Prep Time 25 minutes
Cook Time 2 hours 30 minutes
Total Time 2 hours 55 minutes
Servings: 6 servings
Course: Dinner, Main Dish
Cuisine: Belgian, European
Calories: 520

Ingredients
  

Beef Carbonnade
  • 2 lbs beef chuck cut into 1.5-inch cubes
  • 2 large onions thinly sliced
  • 3 tbsp olive oil
  • 2 tbsp butter
  • 3 tbsp brown sugar
  • 2 tbsp Dijon mustard
  • 2 tbsp tomato paste
  • 2 cloves garlic minced
  • 2 tbsp all-purpose flour
  • 2 cups dark beer Belgian dubbel or brown ale
  • 1 cup beef broth
  • 2 tbsp apple cider vinegar
  • 2 bay leaves
  • 2 sprigs fresh thyme
  • 1 tsp fresh rosemary optional
  • 1 tbsp Worcestershire sauce
  • 2 slices bread optional, spread with mustard
  • salt and pepper to taste
  • fresh parsley for garnish

Equipment

  • Dutch oven or heavy pot
  • Cutting board
  • Knife
  • Wooden spoon

Method
 

  1. Season beef cubes with salt and pepper. Heat olive oil in a Dutch oven over medium-high heat. Brown beef in batches and set aside.
  2. Add butter and onions to the pot.
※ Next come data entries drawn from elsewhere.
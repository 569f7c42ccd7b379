use super::*;
use proptest::prelude::*;
use serde_json::json;

use crate::section::{CtaStyle, SectionKey};

#[test]
fn empty_object_yields_base() {
    let base = Theme::default();
    assert_eq!(merge_theme(&base, &json!({})), base);
}

#[test]
fn non_object_blob_yields_base() {
    let base = Theme::preset(Layout::Modern);
    assert_eq!(merge_theme(&base, &json!([1, 2, 3])), base);
    assert_eq!(merge_theme(&base, &Value::Null), base);
}

#[test]
fn present_fields_overwrite_base() {
    let merged = merge_theme(
        &Theme::default(),
        &json!({"primaryColor": "#000000", "fontFamily": "Lora", "backgroundBlur": 8}),
    );
    assert_eq!(merged.primary_color, "#000000");
    assert_eq!(merged.font_family, "Lora");
    assert_eq!(merged.background_blur, 8);
    assert_eq!(merged.secondary_color, Theme::default().secondary_color);
}

#[test]
fn non_numeric_opacity_keeps_default() {
    let merged = merge_theme(&Theme::default(), &json!({"backgroundOpacity": "half"}));
    assert!((merged.background_opacity - 1.0).abs() < f64::EPSILON);

    let merged = merge_theme(&Theme::default(), &json!({"backgroundOpacity": 0.4}));
    assert!((merged.background_opacity - 0.4).abs() < f64::EPSILON);
}

#[test]
fn wrongly_typed_fields_are_treated_as_unset() {
    let merged = merge_theme(
        &Theme::default(),
        &json!({"layout": "brutalist", "textColor": 42, "backgroundBlur": -3, "backgroundImage": "https://x/bg.png"}),
    );
    assert_eq!(merged.layout, Layout::Classic);
    assert_eq!(merged.text_color, Theme::default().text_color);
    assert_eq!(merged.background_blur, 0);
    assert_eq!(merged.background_image.as_deref(), Some("https://x/bg.png"));
}

#[test]
fn out_of_range_values_are_clamped() {
    let merged = merge_theme(&Theme::default(), &json!({"backgroundOpacity": 7, "backgroundBlur": 900}));
    assert!((merged.background_opacity - 1.0).abs() < f64::EPSILON);
    assert_eq!(merged.background_blur, crate::theme::MAX_BACKGROUND_BLUR);
}

#[test]
fn absent_sections_leave_all_defaults() {
    let merged = merge_theme(&Theme::default(), &json!({"primaryColor": "#123456"}));
    assert_eq!(merged.sections, Theme::default().sections);

    let merged = merge_theme(&Theme::default(), &json!({"sections": "nope"}));
    assert_eq!(merged.sections, Theme::default().sections);
}

#[test]
fn unknown_section_keys_are_ignored() {
    let merged = merge_theme(
        &Theme::default(),
        &json!({"sections": {"gallery": {"enabled": false, "order": 1}, "hero": {"enabled": false}}}),
    );
    assert!(!merged.sections.is_enabled(SectionKey::Hero));
    assert_eq!(merged.sections.about, Theme::default().sections.about);
}

#[test]
fn section_config_merges_per_field() {
    let merged = merge_theme(
        &Theme::default(),
        &json!({"sections": {"cta": {"order": 2, "config": {"text": "Let's talk", "style": "outline", "bogus": 1}}}}),
    );
    let cta = &merged.sections.cta;
    assert_eq!(cta.order, 2);
    assert!(cta.enabled);
    assert_eq!(cta.config.text, "Let's talk");
    assert_eq!(cta.config.style, CtaStyle::Outline);
    assert_eq!(cta.config.url, None);
}

#[test]
fn invalid_config_enum_keeps_default_variant() {
    let merged = merge_theme(&Theme::default(), &json!({"sections": {"cta": {"config": {"style": "neon"}}}}));
    assert_eq!(merged.sections.cta.config.style, CtaStyle::Solid);
}

#[test]
fn resolve_uses_preset_of_stored_layout() {
    let theme = resolve_theme(&json!({"layout": "bold", "fontFamily": "Oswald"}));
    assert_eq!(theme.layout, Layout::Bold);
    assert_eq!(theme.primary_color, "#f97316");
    assert_eq!(theme.font_family, "Oswald");
    assert_eq!(theme.sections.cta.config.style, CtaStyle::Gradient);
}

#[test]
fn resolve_accepts_stringified_object() {
    let raw = json!(r##"{"layout":"modern","primaryColor":"#abcdef"}"##);
    let theme = resolve_theme(&raw);
    assert_eq!(theme.layout, Layout::Modern);
    assert_eq!(theme.primary_color, "#abcdef");
}

#[test]
fn parse_stored_theme_falls_back_on_garbage() {
    assert_eq!(parse_stored_theme(None), Theme::default());
    assert_eq!(parse_stored_theme(Some(&Value::Null)), Theme::default());
    assert_eq!(parse_stored_theme(Some(&json!("{not json"))), Theme::default());
    assert_eq!(parse_stored_theme(Some(&json!(12))), Theme::default());
}

#[test]
fn merging_full_theme_json_is_identity() {
    for layout in Layout::ALL {
        let theme = Theme::preset(layout);
        let json = serde_json::to_value(&theme).expect("serialize");
        assert_eq!(resolve_theme(&json), theme);
    }
}

// =============================================================================
// PROPERTIES
// =============================================================================

const THEME_FIELDS: &[&str] = &[
    "primaryColor",
    "secondaryColor",
    "backgroundColor",
    "textColor",
    "fontFamily",
    "layout",
    "backgroundImage",
    "backgroundBlur",
    "backgroundOpacity",
    "unknownField",
];

const SECTION_NAMES: &[&str] = &["hero", "about", "stats", "social", "contact", "cta", "gallery"];

const CONFIG_FIELDS: &[&str] = &[
    "headline",
    "showAvatar",
    "title",
    "showBio",
    "maxGalleryItems",
    "showEngagement",
    "style",
    "text",
    "url",
    "buttonText",
    "nonsense",
];

fn arb_leaf() -> impl Strategy<Value = Value> {
    prop_oneof![
        Just(Value::Null),
        any::<bool>().prop_map(Value::Bool),
        (-5i64..100).prop_map(|n| json!(n)),
        (-2.0f64..3.0).prop_map(|f| json!(f)),
        "[a-z#0-9 ]{0,8}".prop_map(Value::String),
        prop::sample::select(vec!["classic", "modern", "bold", "minimal", "solid", "outline", "icons", "buttons"])
            .prop_map(|s| json!(s)),
    ]
}

fn arb_object(fields: &'static [&'static str], value: BoxedStrategy<Value>, max: usize) -> BoxedStrategy<Value> {
    prop::collection::btree_map(prop::sample::select(fields.to_vec()), value, 0..max)
        .prop_map(|map| Value::Object(map.into_iter().map(|(k, v)| (k.to_owned(), v)).collect()))
        .boxed()
}

fn arb_section() -> BoxedStrategy<Value> {
    (
        prop::option::of(arb_leaf()),
        prop::option::of(arb_leaf()),
        prop::option::of(arb_object(CONFIG_FIELDS, arb_leaf().boxed(), 4)),
    )
        .prop_map(|(enabled, order, config)| {
            let mut map = Map::new();
            if let Some(v) = enabled {
                map.insert("enabled".into(), v);
            }
            if let Some(v) = order {
                map.insert("order".into(), v);
            }
            if let Some(v) = config {
                map.insert("config".into(), v);
            }
            Value::Object(map)
        })
        .boxed()
}

fn arb_theme_patch() -> impl Strategy<Value = Value> {
    (
        arb_object(THEME_FIELDS, arb_leaf().boxed(), 6),
        prop::option::of(arb_object(SECTION_NAMES, arb_section(), 4)),
    )
        .prop_map(|(mut top, sections)| {
            if let (Value::Object(map), Some(sections)) = (&mut top, sections) {
                map.insert("sections".into(), sections);
            }
            top
        })
}

proptest! {
    #[test]
    fn merge_is_idempotent(patch in arb_theme_patch()) {
        let base = Theme::default();
        let once = merge_theme(&base, &patch);
        let json = serde_json::to_value(&once).expect("serialize");
        let twice = merge_theme(&base, &json);
        prop_assert_eq!(once, twice);
    }

    #[test]
    fn resolve_is_idempotent(patch in arb_theme_patch()) {
        let once = resolve_theme(&patch);
        let json = serde_json::to_value(&once).expect("serialize");
        prop_assert_eq!(resolve_theme(&json), once);
    }

    #[test]
    fn merged_ranges_are_always_valid(patch in arb_theme_patch()) {
        let theme = resolve_theme(&patch);
        prop_assert!((0.0..=1.0).contains(&theme.background_opacity));
        prop_assert!(theme.background_blur <= crate::theme::MAX_BACKGROUND_BLUR);
    }
}
//! Router assembly.
//!
//! SYSTEM CONTEXT
//! ==============
//! JSON API under `/api`, the realtime socket at `/api/ws`, and two HTML
//! surfaces: the public landing page (`/p/{slug}`) and the live preview
//! (`/preview/{creator_id}`). Identity is handled by the gateway in front of
//! this service; no route here authenticates.

pub mod creators;
pub mod public;
pub mod strategies;
pub mod ws;

use axum::Router;
use axum::http::StatusCode;
use axum::response::{IntoResponse, Json, Response};
use axum::routing::{get, patch, post, put};
use serde::Serialize;
use tower_http::compression::CompressionLayer;
use tower_http::cors::{Any, CorsLayer};
use tower_http::trace::TraceLayer;

use crate::frame::ErrorCode;
use crate::state::AppState;

/// Full application router.
pub fn app(state: AppState) -> Router {
    let cors = CorsLayer::new().allow_origin(Any).allow_methods(Any).allow_headers(Any);

    Router::new()
        .route("/api/creators", get(creators::list_creators).post(creators::create_creator))
        .route("/api/creators/duplicates", get(creators::check_duplicates))
        .route("/api/creators/{id}", get(creators::get_creator))
        .route("/api/creators/{id}/theme", get(creators::get_theme).put(creators::put_theme))
        .route("/api/creators/{id}/theme/actions", post(creators::apply_theme_action))
        .route("/api/creators/{id}/sections", get(creators::get_sections))
        .route("/api/companies", get(strategies::list_companies))
        .route("/api/strategies", get(strategies::list_strategies))
        .route("/api/strategies/{id}", get(strategies::get_strategy))
        .route("/api/strategies/{id}/budget", patch(strategies::update_budget))
        .route("/api/strategies/{id}/deliverables", post(strategies::add_deliverable))
        .route(
            "/api/strategies/{id}/deliverables/{item_id}",
            patch(strategies::set_deliverable_quantity).delete(strategies::remove_deliverable),
        )
        .route("/api/strategies/{id}/flyer-slots", put(strategies::replace_flyer_slots))
        .route("/api/ws", get(ws::handle_ws))
        .route("/p/{key}", get(public::landing_page))
        .route("/preview/{creator_id}", get(public::preview_page))
        .route("/healthz", get(healthz))
        .layer(cors)
        .layer(CompressionLayer::new())
        .layer(TraceLayer::new_for_http())
        .with_state(state)
}

async fn healthz() -> StatusCode {
    StatusCode::OK
}

// =============================================================================
// API ERRORS
// =============================================================================

#[derive(Debug, Serialize)]
struct ApiErrorBody {
    code: &'static str,
    message: String,
    retryable: bool,
}

/// JSON error response: `{code, message, retryable}` with an HTTP status.
#[derive(Debug)]
pub struct ApiError {
    pub status: StatusCode,
    pub code: &'static str,
    pub message: String,
    pub retryable: bool,
}

impl ApiError {
    pub fn new(status: StatusCode, err: &(impl ErrorCode + ?Sized)) -> Self {
        if status.is_server_error() {
            tracing::error!(code = err.error_code(), error = %err, "request failed");
        }
        Self { status, code: err.error_code(), message: err.to_string(), retryable: err.retryable() }
    }

    pub fn bad_request(code: &'static str, message: impl Into<String>) -> Self {
        Self { status: StatusCode::BAD_REQUEST, code, message: message.into(), retryable: false }
    }
}

impl IntoResponse for ApiError {
    fn into_response(self) -> Response {
        let body = ApiErrorBody { code: self.code, message: self.message, retryable: self.retryable };
        (self.status, Json(body)).into_response()
    }
}

#[cfg(test)]
#[path = "mod_test.rs"]
mod tests;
Cook slowly until caramelized, about 15–20 minutes, adding brown sugar halfway through.
  3. Stir in garlic and tomato paste for 2 minutes until fragrant.
  4. Sprinkle flour over onions and stir for 1 minute. Add Dijon mustard and mix well.
  5. Pour in dark beer slowly, scraping up browned bits from the bottom.
  6. Return beef to the pot. Add beef broth, Worcestershire sauce, vinegar, bay leaves, thyme, and rosemary. Stir to combine.
  7. Optional: place mustard-spread bread on top of the stew.
  8. Simmer gently for 2 to 2.5 hours until beef is tender and sauce is thick.
  9. Remove bay leaves and thyme sprigs. Adjust seasoning and garnish with parsley before serving.

Notes

For best flavor, refrigerate overnight and reheat. Sauce thickens as it cools.